▶ _Exercise description_
Verbatim, and with nothing else, reproduce the data below from its first line through the line containing "pub mod output;".
(Data for review)
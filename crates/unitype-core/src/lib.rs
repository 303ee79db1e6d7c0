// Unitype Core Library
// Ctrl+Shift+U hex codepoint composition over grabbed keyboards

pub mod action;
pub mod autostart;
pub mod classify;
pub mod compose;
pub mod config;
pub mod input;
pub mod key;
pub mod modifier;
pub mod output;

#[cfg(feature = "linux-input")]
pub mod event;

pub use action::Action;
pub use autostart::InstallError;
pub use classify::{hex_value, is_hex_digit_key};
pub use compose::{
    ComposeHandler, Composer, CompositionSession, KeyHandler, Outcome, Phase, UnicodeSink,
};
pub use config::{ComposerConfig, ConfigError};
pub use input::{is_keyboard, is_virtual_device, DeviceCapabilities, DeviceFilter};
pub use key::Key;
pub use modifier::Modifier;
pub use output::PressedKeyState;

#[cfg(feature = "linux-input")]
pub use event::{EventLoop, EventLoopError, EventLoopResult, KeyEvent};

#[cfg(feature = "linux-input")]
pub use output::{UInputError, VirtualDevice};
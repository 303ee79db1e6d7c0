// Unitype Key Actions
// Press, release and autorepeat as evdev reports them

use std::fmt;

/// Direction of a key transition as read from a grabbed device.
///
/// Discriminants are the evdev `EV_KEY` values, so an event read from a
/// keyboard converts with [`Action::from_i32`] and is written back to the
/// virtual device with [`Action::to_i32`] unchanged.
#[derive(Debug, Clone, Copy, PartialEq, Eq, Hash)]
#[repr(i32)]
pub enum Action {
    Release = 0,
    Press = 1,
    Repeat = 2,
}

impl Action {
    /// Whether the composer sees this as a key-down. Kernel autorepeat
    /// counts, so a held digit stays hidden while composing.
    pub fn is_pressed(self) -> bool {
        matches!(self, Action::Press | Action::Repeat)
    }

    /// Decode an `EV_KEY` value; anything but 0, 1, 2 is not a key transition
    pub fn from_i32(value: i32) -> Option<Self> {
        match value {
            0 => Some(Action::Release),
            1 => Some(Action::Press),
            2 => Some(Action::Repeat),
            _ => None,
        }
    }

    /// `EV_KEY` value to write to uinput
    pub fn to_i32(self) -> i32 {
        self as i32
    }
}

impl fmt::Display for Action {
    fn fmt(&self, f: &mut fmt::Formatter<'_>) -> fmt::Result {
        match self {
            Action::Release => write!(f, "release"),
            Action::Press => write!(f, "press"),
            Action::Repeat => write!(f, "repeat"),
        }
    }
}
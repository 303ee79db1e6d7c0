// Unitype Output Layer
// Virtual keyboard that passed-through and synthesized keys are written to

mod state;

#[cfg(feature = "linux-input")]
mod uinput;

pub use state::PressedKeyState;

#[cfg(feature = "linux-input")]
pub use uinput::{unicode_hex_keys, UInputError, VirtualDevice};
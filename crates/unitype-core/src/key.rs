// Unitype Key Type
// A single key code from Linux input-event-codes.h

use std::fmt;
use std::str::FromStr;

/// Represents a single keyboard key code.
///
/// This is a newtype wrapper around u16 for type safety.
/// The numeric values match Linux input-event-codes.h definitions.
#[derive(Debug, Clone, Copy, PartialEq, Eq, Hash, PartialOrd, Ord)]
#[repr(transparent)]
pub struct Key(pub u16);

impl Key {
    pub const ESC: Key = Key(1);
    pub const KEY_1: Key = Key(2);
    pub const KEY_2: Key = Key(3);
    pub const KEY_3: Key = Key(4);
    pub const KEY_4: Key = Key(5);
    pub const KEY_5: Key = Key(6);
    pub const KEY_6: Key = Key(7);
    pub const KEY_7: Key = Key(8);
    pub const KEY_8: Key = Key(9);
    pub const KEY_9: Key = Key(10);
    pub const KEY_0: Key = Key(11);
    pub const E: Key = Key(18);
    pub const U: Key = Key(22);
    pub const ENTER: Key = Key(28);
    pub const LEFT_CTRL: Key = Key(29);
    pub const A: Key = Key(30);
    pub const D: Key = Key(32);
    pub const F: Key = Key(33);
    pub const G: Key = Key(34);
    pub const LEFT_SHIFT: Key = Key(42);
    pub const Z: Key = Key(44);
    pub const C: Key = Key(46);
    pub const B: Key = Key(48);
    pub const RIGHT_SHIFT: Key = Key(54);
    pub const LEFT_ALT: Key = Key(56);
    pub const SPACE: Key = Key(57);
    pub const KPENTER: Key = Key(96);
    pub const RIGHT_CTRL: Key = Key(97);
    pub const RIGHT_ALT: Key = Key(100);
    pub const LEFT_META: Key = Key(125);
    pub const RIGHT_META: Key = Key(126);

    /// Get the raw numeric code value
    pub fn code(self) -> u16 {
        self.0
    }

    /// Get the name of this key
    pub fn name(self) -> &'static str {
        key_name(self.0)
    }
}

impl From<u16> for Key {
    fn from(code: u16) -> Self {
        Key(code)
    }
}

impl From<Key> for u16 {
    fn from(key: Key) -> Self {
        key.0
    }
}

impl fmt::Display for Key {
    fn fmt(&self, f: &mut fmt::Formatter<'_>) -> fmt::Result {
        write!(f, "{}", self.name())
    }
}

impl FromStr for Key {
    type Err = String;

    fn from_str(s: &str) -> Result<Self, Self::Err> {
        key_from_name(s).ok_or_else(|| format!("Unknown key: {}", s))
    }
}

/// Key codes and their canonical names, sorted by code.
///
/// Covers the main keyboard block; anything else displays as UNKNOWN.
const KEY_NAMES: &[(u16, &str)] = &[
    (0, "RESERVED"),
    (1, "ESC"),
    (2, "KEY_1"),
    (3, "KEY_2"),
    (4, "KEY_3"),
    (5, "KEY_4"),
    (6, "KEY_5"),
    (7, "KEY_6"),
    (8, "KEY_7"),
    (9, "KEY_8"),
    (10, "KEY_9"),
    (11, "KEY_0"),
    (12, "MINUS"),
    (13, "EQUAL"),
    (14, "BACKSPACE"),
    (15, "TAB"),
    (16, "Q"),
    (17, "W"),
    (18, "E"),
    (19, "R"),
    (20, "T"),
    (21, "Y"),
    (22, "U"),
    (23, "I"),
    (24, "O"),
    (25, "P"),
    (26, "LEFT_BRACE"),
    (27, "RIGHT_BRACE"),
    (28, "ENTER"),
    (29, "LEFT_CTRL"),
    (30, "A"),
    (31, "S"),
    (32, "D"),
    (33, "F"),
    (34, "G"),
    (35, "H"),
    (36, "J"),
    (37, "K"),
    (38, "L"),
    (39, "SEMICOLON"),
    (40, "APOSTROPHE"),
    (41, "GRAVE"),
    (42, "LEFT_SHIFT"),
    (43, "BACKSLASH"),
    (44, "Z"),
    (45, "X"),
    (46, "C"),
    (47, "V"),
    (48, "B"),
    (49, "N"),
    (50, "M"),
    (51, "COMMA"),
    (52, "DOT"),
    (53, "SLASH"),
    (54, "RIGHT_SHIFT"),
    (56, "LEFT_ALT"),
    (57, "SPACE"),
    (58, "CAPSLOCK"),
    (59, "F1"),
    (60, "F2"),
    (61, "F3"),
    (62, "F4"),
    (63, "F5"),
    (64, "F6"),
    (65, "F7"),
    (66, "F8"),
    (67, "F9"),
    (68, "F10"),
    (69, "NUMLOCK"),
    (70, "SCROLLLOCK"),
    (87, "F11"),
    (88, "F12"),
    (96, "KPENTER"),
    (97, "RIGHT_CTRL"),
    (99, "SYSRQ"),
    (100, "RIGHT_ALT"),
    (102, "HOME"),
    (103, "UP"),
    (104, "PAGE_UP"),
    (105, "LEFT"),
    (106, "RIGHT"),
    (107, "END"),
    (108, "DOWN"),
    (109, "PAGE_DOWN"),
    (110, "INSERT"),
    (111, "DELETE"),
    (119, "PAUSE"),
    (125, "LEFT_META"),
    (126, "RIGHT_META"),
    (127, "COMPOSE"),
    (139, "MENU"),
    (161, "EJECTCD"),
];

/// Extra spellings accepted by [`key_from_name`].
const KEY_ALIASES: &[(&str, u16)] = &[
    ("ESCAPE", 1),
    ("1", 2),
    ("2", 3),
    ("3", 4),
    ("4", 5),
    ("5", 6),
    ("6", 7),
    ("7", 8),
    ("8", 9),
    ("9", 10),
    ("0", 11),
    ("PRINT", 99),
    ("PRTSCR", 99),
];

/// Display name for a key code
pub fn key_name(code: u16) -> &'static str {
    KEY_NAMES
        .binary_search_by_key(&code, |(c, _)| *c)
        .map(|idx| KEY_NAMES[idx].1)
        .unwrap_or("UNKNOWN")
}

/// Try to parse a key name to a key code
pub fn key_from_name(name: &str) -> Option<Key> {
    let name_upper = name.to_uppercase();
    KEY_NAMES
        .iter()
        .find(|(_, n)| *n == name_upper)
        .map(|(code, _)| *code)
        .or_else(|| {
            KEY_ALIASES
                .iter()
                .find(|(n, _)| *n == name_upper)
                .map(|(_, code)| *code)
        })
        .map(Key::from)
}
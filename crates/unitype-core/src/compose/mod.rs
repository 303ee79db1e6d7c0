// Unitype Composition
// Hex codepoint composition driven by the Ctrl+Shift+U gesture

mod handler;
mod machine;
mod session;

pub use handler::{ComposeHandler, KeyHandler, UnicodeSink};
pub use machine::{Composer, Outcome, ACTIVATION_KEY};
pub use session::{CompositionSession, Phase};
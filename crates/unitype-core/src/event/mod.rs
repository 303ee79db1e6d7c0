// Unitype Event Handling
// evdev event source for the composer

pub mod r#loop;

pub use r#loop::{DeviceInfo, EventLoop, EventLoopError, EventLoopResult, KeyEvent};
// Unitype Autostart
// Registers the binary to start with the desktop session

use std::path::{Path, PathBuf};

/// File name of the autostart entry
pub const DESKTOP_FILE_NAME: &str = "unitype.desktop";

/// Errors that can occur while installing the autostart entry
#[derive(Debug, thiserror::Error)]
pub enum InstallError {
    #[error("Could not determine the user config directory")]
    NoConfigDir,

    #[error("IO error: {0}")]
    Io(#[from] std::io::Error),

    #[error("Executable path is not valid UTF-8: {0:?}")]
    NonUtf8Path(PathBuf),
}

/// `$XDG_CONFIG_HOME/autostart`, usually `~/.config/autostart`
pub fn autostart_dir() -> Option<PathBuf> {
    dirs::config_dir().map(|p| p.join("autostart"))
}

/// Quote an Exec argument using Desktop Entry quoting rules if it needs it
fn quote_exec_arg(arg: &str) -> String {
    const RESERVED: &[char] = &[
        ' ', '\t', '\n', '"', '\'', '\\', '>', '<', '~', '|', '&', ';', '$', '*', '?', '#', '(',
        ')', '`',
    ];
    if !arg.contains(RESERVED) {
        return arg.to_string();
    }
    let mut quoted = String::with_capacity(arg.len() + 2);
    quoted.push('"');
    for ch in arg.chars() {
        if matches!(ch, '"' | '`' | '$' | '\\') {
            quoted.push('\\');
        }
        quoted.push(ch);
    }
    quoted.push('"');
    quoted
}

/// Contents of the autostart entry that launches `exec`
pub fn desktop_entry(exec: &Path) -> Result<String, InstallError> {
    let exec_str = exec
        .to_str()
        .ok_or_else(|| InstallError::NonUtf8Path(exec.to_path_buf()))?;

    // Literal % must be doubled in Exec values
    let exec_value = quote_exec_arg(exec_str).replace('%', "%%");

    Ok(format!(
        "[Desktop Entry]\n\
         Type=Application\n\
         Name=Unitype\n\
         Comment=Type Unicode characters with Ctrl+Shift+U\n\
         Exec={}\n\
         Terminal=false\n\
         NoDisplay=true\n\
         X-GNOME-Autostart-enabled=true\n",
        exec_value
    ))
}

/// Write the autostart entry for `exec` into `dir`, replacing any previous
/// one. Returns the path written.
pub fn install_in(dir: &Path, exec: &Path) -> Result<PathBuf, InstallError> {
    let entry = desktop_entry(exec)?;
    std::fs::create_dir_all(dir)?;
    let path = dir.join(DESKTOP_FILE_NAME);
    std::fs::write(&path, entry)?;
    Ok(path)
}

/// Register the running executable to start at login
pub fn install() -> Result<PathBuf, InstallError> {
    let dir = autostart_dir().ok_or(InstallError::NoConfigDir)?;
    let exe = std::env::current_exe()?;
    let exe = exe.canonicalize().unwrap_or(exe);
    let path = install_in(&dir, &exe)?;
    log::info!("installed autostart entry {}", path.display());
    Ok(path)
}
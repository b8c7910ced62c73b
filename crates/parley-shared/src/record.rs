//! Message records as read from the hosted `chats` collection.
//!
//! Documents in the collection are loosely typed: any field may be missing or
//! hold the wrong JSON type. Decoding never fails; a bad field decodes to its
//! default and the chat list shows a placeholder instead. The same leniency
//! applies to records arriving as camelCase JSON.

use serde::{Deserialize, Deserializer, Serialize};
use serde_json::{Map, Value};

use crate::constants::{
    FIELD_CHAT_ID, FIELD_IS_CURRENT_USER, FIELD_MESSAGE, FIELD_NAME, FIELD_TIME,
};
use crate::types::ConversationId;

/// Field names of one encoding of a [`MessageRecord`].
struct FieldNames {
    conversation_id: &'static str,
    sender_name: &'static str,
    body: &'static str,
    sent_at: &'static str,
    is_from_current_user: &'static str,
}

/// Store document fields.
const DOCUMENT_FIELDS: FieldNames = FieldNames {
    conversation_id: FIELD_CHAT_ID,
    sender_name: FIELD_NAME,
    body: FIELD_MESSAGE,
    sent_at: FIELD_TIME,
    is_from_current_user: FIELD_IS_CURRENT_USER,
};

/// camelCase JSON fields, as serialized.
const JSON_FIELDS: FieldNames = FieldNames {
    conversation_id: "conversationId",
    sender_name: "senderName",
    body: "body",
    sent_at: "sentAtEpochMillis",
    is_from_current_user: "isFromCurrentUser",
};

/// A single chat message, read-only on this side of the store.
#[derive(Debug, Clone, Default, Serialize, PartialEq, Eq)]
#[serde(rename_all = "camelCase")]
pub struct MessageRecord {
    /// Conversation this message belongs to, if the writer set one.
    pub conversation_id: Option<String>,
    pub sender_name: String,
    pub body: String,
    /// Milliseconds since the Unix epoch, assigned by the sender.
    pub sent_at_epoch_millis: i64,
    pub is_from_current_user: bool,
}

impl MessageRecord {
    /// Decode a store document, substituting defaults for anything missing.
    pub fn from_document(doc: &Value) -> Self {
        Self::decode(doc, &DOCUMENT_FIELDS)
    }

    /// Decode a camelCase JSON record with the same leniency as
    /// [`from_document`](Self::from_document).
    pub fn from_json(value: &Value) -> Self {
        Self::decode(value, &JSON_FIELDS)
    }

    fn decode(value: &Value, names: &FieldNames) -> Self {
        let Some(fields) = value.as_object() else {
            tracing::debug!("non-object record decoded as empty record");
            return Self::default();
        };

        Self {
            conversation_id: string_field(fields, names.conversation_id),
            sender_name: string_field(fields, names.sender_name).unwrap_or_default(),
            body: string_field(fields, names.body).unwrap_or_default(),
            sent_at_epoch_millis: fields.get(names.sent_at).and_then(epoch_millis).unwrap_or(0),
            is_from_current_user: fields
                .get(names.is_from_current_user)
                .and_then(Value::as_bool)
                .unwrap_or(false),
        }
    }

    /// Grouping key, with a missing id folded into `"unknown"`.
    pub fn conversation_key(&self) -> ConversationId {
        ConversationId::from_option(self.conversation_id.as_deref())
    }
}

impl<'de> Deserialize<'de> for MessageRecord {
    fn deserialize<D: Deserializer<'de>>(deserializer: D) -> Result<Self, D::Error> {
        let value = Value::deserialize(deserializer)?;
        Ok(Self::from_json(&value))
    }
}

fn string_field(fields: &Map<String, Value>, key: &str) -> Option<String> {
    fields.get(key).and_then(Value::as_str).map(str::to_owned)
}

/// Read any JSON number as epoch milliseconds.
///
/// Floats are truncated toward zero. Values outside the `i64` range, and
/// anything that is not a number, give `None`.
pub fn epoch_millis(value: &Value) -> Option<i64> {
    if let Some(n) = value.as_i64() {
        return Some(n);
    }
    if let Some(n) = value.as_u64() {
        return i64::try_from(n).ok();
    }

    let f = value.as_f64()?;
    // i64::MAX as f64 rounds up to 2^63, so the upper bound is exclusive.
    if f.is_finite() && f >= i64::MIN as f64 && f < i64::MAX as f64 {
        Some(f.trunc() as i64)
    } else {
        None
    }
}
(End Data for review)
▶ _Your solution_
filename crates/unitype-core/src/lib.rs
repository 303ee79db1e6d7c0
// Unitype Core Library
// Ctrl+Shift+U hex codepoint composition over grabbed keyboards

pub mod action;
pub mod autostart;
pub mod classify;
pub mod compose;
pub mod config;
pub mod input;
pub mod key;
pub mod modifier;
pub mod output;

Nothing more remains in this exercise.